### EXERCISE INSTRUCTIONS
Reproduce only the lines of the material below that start at the line containing "pub fn marker_at(&self, at: LatLng)" and stop at the line containing "let point = Point::<f64>::from(marker.position);". Keep both end lines.

### RECORDS PROVIDED

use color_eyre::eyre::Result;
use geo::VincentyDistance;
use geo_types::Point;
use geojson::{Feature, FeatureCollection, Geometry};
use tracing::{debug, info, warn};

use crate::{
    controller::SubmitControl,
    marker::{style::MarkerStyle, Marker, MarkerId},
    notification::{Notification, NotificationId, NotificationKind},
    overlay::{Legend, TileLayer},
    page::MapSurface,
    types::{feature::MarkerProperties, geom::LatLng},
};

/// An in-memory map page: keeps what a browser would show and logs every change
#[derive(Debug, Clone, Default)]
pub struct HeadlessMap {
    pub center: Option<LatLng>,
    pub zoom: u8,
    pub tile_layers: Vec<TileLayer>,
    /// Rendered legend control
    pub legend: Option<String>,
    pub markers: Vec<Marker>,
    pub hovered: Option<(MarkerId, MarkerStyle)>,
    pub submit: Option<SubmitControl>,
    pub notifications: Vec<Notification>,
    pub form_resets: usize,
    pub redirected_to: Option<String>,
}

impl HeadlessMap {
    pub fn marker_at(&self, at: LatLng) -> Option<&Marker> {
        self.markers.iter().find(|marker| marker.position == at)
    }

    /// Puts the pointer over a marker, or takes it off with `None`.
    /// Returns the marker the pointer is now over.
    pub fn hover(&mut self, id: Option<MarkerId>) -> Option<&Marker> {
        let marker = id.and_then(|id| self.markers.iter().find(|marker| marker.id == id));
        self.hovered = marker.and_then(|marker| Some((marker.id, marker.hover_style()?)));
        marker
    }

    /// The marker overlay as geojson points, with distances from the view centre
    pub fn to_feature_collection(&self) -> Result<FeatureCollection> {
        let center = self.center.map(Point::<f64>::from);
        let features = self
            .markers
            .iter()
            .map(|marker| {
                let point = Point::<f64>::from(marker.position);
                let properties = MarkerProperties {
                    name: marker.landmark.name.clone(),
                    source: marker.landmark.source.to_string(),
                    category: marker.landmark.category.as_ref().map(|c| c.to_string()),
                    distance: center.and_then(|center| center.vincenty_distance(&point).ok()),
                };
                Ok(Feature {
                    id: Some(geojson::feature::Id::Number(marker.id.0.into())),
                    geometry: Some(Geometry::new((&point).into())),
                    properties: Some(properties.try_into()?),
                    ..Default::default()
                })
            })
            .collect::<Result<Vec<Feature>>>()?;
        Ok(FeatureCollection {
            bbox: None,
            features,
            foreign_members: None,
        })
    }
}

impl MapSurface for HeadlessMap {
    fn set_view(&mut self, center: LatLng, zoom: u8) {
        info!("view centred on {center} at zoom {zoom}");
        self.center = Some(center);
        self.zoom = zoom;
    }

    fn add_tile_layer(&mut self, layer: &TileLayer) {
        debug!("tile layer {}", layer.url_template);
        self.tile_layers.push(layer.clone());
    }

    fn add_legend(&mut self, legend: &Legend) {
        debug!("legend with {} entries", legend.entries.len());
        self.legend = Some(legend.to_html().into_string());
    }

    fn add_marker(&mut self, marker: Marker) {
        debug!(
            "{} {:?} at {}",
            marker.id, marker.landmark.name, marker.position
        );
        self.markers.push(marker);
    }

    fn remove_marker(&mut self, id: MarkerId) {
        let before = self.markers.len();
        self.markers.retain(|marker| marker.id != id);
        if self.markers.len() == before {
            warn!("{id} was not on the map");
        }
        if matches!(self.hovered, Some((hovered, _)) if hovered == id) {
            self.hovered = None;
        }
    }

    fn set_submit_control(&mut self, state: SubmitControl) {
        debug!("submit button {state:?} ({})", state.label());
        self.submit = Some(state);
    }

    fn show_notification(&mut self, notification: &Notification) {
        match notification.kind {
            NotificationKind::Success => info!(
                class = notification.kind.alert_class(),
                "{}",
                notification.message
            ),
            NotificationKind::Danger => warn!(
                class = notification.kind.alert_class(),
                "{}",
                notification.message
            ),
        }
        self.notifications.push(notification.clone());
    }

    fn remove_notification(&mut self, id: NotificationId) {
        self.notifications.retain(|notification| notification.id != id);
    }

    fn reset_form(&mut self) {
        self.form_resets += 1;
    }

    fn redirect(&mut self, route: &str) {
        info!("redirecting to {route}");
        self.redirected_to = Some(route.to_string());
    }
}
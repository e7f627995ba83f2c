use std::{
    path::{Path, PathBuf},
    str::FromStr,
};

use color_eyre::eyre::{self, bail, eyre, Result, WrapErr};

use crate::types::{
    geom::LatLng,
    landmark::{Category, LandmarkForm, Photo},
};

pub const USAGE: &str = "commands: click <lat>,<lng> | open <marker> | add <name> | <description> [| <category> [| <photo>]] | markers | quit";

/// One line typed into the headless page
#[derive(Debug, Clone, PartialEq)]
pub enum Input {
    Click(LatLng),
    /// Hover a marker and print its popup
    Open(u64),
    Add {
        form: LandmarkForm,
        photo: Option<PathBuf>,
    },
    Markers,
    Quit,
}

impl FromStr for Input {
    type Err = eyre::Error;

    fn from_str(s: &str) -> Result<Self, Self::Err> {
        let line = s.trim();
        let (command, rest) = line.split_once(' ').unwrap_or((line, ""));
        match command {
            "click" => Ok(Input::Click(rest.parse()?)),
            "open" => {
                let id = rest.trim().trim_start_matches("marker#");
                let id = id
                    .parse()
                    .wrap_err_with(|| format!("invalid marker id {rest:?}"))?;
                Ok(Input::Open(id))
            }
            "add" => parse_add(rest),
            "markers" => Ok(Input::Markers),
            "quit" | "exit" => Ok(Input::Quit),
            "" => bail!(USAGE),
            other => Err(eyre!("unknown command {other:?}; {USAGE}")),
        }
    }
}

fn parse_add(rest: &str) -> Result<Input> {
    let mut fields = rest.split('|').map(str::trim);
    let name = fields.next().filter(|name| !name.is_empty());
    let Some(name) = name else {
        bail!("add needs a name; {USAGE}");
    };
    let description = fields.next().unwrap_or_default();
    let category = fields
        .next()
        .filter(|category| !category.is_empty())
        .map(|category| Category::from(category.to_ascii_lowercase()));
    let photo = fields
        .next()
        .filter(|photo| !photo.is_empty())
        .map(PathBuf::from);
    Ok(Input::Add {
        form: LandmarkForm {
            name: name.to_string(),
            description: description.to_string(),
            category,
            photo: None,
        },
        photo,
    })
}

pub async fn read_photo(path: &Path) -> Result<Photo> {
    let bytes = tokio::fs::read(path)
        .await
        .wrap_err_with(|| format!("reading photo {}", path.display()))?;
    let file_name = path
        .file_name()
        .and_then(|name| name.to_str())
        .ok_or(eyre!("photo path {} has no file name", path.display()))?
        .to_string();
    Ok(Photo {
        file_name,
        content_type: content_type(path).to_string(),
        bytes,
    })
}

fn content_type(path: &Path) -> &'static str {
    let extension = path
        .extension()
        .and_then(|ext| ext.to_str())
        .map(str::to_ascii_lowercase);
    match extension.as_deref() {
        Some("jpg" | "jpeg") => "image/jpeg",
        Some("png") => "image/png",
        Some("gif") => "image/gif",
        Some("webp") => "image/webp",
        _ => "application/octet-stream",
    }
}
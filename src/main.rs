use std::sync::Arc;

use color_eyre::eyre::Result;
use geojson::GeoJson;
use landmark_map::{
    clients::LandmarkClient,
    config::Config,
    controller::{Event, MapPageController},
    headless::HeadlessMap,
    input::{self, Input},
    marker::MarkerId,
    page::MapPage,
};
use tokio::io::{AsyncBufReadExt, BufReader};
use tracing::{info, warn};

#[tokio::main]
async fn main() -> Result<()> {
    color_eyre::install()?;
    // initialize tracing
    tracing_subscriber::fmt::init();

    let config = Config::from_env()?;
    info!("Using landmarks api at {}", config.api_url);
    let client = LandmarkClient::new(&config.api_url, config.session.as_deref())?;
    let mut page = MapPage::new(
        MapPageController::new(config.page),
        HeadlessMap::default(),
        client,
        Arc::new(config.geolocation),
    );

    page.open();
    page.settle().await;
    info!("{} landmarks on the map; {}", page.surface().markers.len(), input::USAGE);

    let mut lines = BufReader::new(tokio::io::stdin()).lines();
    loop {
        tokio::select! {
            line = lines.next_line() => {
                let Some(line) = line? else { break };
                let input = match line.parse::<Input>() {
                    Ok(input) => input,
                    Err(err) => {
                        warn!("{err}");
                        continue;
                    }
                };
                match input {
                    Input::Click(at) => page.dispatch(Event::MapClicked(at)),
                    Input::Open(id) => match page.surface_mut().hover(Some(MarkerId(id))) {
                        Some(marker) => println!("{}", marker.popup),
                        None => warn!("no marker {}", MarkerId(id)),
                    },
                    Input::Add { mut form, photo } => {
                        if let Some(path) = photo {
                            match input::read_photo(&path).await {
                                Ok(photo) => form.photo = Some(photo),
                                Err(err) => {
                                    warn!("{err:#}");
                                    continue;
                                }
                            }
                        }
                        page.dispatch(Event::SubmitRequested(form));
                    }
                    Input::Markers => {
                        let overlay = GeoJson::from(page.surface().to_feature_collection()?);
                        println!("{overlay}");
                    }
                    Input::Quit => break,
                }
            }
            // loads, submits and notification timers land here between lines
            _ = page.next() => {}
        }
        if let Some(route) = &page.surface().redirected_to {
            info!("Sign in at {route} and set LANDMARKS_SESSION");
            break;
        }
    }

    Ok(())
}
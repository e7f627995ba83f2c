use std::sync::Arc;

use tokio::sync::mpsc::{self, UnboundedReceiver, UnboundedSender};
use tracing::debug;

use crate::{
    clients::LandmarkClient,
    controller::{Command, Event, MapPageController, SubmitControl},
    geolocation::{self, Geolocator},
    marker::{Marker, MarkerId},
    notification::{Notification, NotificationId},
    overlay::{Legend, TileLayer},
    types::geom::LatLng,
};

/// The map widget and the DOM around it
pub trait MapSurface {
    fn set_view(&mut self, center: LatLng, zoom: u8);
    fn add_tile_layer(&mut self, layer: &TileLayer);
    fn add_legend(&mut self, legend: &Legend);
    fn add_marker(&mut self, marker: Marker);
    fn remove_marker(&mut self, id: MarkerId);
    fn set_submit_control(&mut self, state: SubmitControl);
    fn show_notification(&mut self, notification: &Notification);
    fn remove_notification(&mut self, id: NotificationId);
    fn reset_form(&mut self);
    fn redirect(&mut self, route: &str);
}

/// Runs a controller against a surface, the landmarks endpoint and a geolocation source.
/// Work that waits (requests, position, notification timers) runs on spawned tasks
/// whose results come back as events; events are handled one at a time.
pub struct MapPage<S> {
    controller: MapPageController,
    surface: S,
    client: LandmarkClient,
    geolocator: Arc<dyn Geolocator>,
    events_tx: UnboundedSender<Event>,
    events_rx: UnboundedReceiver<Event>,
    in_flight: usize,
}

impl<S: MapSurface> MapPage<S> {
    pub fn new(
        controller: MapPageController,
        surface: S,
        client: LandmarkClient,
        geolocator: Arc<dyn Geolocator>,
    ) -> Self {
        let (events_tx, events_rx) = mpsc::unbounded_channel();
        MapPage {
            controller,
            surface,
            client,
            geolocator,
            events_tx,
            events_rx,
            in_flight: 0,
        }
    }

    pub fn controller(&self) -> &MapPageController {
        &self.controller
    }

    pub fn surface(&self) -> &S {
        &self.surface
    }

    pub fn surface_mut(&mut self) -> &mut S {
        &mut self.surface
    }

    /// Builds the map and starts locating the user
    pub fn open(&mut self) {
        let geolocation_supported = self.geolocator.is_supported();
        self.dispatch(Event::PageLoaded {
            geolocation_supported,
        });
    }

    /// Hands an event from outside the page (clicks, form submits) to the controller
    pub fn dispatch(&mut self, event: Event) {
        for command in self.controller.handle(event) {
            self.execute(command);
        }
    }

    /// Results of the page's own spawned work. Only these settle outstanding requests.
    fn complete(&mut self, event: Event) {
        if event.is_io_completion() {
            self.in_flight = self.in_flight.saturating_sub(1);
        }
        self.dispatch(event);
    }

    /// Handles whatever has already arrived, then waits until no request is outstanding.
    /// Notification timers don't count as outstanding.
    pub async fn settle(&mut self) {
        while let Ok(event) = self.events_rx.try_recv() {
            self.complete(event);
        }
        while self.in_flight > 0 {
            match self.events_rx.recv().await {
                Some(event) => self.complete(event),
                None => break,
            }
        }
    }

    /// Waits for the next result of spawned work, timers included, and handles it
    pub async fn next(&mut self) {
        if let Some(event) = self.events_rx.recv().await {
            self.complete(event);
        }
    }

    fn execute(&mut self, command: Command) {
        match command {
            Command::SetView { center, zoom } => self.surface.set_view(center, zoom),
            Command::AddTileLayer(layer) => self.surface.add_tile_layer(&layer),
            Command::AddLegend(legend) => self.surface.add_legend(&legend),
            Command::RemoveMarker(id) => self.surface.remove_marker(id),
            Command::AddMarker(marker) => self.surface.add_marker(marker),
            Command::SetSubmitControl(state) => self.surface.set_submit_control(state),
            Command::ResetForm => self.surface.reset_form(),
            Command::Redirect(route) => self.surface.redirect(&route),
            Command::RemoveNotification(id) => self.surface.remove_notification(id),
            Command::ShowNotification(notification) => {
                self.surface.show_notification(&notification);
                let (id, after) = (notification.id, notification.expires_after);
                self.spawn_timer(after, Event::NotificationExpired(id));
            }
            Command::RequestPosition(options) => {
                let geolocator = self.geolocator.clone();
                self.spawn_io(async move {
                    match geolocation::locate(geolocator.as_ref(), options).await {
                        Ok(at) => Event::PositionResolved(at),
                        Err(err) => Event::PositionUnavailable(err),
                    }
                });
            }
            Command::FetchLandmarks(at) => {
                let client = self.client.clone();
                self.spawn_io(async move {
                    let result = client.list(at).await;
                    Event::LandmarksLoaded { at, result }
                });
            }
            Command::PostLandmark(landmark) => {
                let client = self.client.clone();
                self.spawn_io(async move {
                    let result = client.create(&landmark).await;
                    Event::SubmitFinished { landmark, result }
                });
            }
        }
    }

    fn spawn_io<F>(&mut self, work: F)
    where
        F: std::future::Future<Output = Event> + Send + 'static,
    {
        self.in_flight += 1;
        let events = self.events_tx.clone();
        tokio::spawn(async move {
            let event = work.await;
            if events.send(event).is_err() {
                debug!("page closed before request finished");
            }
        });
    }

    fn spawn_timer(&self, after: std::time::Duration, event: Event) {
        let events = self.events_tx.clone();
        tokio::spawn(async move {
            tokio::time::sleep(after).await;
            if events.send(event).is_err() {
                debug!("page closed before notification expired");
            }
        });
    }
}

### EXPECTED ANSWER
    pub fn marker_at(&self, at: LatLng) -> Option<&Marker> {
        self.markers.iter().find(|marker| marker.position == at)
    }

    /// Puts the pointer over a marker, or takes it off with `None`.
    /// Returns the marker the pointer is now over.
    pub fn hover(&mut self, id: Option<MarkerId>) -> Option<&Marker> {
        let marker = id.and_then(|id| self.markers.iter().find(|marker| marker.id == id));
        self.hovered = marker.and_then(|marker| Some((marker.id, marker.hover_style()?)));
        marker
    }

    /// The marker overlay as geojson points, with distances from the view centre
    pub fn to_feature_collection(&self) -> Result<FeatureCollection> {
        let center = self.center.map(Point::<f64>::from);
        let features = self
            .markers
            .iter()
            .map(|marker| {
                let point = Point::<f64>::from(marker.position);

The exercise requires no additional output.